De verdachte reed ’s nachts op een kruising in Veghel door een rood verkeerslicht en kwam vervolgens in botsing met een andere auto. De bijrijder van de verdachte brak daarbij zijn onderarm en beide polsen en liep diverse kneuzingen op. Ook de 2 inzittenden van de andere auto raakten gewond.
De rechtbank stelt op basis van de bewijzen vast dat de verdachte met een snelheid van tussen de 130 en 144 km/u reed, terwijl hij daar maximaal 80 km/u mocht rijden. Daarnaast had hij te veel alcohol gedronken en negeerde hij een rood verkeerslicht. De rechtbank veroordeelt de man dan ook voor een verkeersmisdrijf, omdat hij zeer onvoorzichtig en onoplettend heeft gereden.

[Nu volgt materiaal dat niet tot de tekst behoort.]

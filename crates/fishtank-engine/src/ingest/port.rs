use std::io;
use std::net::{IpAddr, Ipv4Addr, SocketAddr, UdpSocket};
use std::sync::Arc;
use std::sync::atomic::{AtomicBool, Ordering};
use std::thread::{self, JoinHandle};
use std::time::Duration;

use super::dispatch::PoseDispatcher;
use super::error::IngestError;

/// Well-known port the face trackers send to.
pub const DEFAULT_PORT: u16 = 11125;

#[derive(Debug, Clone, PartialEq)]
pub struct IngestConfig {
    pub bind_addr: IpAddr,
    pub port: u16,
    /// Socket read timeout; bounds how long `stop` waits for the thread.
    pub poll_interval: Duration,
    /// Larger datagrams are truncated by the socket and fail to decode.
    pub max_packet: usize,
}

impl Default for IngestConfig {
    fn default() -> Self {
        Self {
            bind_addr: IpAddr::V4(Ipv4Addr::UNSPECIFIED),
            port: DEFAULT_PORT,
            poll_interval: Duration::from_millis(100),
            max_packet: 1536,
        }
    }
}

impl IngestConfig {
    pub fn bind_addr(mut self, addr: IpAddr) -> Self {
        self.bind_addr = addr;
        self
    }

    /// `0` picks an ephemeral port.
    pub fn port(mut self, port: u16) -> Self {
        self.port = port;
        self
    }

    pub fn poll_interval(mut self, interval: Duration) -> Self {
        self.poll_interval = interval;
        self
    }

    pub fn max_packet(mut self, bytes: usize) -> Self {
        self.max_packet = bytes;
        self
    }

    pub fn socket_addr(&self) -> SocketAddr {
        SocketAddr::new(self.bind_addr, self.port)
    }
}

/// UDP listener feeding a [`PoseDispatcher`] from its own thread.
///
/// Dropping the port stops and joins the thread.
#[derive(Debug)]
pub struct PoseIngestPort {
    local_addr: SocketAddr,
    stop: Arc<AtomicBool>,
    thread: Option<JoinHandle<()>>,
}

impl PoseIngestPort {
    pub fn bind(config: &IngestConfig, dispatcher: PoseDispatcher) -> Result<Self, IngestError> {
        let addr = config.socket_addr();
        let bind_err = |source: io::Error| IngestError::Bind { addr: addr.to_string(), source };

        let socket = UdpSocket::bind(addr).map_err(bind_err)?;
        // A zero timeout would mean "block forever" and stop could never be observed.
        let poll = config.poll_interval.max(Duration::from_millis(1));
        socket.set_read_timeout(Some(poll)).map_err(bind_err)?;
        let local_addr = socket.local_addr().map_err(bind_err)?;

        let stop = Arc::new(AtomicBool::new(false));
        let thread = {
            let stop = Arc::clone(&stop);
            let max_packet = config.max_packet.max(16);
            thread::Builder::new()
                .name(format!("pose-ingest-{}", local_addr.port()))
                .spawn(move || listen(socket, dispatcher, stop, max_packet))
                .map_err(IngestError::Spawn)?
        };

        log::info!("pose listener bound on {local_addr}");
        Ok(Self { local_addr, stop, thread: Some(thread) })
    }

    pub fn local_addr(&self) -> SocketAddr {
        self.local_addr
    }

    pub fn is_running(&self) -> bool {
        self.thread.as_ref().is_some_and(|t| !t.is_finished())
    }

    /// Signals the listener and waits for it to exit. Idempotent.
    pub fn stop(&mut self) {
        let Some(thread) = self.thread.take() else {
            return;
        };
        self.stop.store(true, Ordering::Release);
        if thread.join().is_err() {
            log::error!("pose listener on {} panicked", self.local_addr);
        } else {
            log::debug!("pose listener on {} stopped", self.local_addr);
        }
    }
}

impl Drop for PoseIngestPort {
    fn drop(&mut self) {
        self.stop();
    }
}

fn listen(socket: UdpSocket, dispatcher: PoseDispatcher, stop: Arc<AtomicBool>, max_packet: usize) {
    let mut buf = vec![0u8; max_packet];

    while !stop.load(Ordering::Acquire) {
        match socket.recv_from(&mut buf) {
            Ok((len, from)) => {
                // Errors are already logged and counted by the dispatcher.
                let _ = dispatcher.handle_packet(&buf[..len], Some(from));
            }
            Err(e) if matches!(e.kind(), io::ErrorKind::WouldBlock | io::ErrorKind::TimedOut) => {}
            Err(e) if e.kind() == io::ErrorKind::Interrupted => {}
            Err(e) => {
                // ICMP port-unreachable and similar surface here on some platforms.
                log::warn!("pose listener receive failed: {e}");
                thread::sleep(Duration::from_millis(10));
            }
        }
    }
}

#[cfg(test)]
mod tests {
    use super::*;
    use crate::tracking::EyePositionAggregator;

    fn loopback() -> IngestConfig {
        IngestConfig::default()
            .bind_addr(IpAddr::V4(Ipv4Addr::LOCALHOST))
            .port(0)
            .poll_interval(Duration::from_millis(20))
    }

    #[test]
    fn defaults_match_tracker_firmware() {
        let config = IngestConfig::default();
        assert_eq!(config.port, 11125);
        assert_eq!(config.socket_addr().to_string(), "0.0.0.0:11125");
    }

    #[test]
    fn binds_ephemeral_port_and_stops() {
        let dispatcher = PoseDispatcher::new(Arc::new(EyePositionAggregator::new()));
        let mut port = PoseIngestPort::bind(&loopback(), dispatcher).unwrap();
        assert_ne!(port.local_addr().port(), 0);
        assert!(port.is_running());

        port.stop();
        assert!(!port.is_running());
        port.stop();
    }

    #[test]
    fn second_bind_on_same_port_fails() {
        let dispatcher = PoseDispatcher::new(Arc::new(EyePositionAggregator::new()));
        let first = PoseIngestPort::bind(&loopback(), dispatcher.clone()).unwrap();

        let taken = loopback().port(first.local_addr().port());
        let err = PoseIngestPort::bind(&taken, dispatcher).unwrap_err();
        assert!(matches!(err, IngestError::Bind { .. }));
        assert!(!err.is_per_message());
    }
}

De rechtbank heeft er bij het bepalen van de straf rekening mee gehouden dat de bijrijder zwaar lichamelijk letsel opliep en de 2 andere slachtoffers door de gevolgen van dit ongeval ruime tijd werden gehinderd bij hun normale dagelijkse bezigheden. Bovendien had de verdachte een voor hem als beginnend bestuurder verboden hoeveelheid alcohol gedronken en reed hij fors te hard. Dit rekent de rechtbank hem zwaar aan. In het voordeel van de verdachte woog de rechtbank in de strafbepaling mee dat hij ook zelf behoorlijk gewond raakte en financiële schade leed door het ongeval. Daarnaast werkte de verdachte mee aan een mediationtraject met één van de slachtoffers uit de andere auto.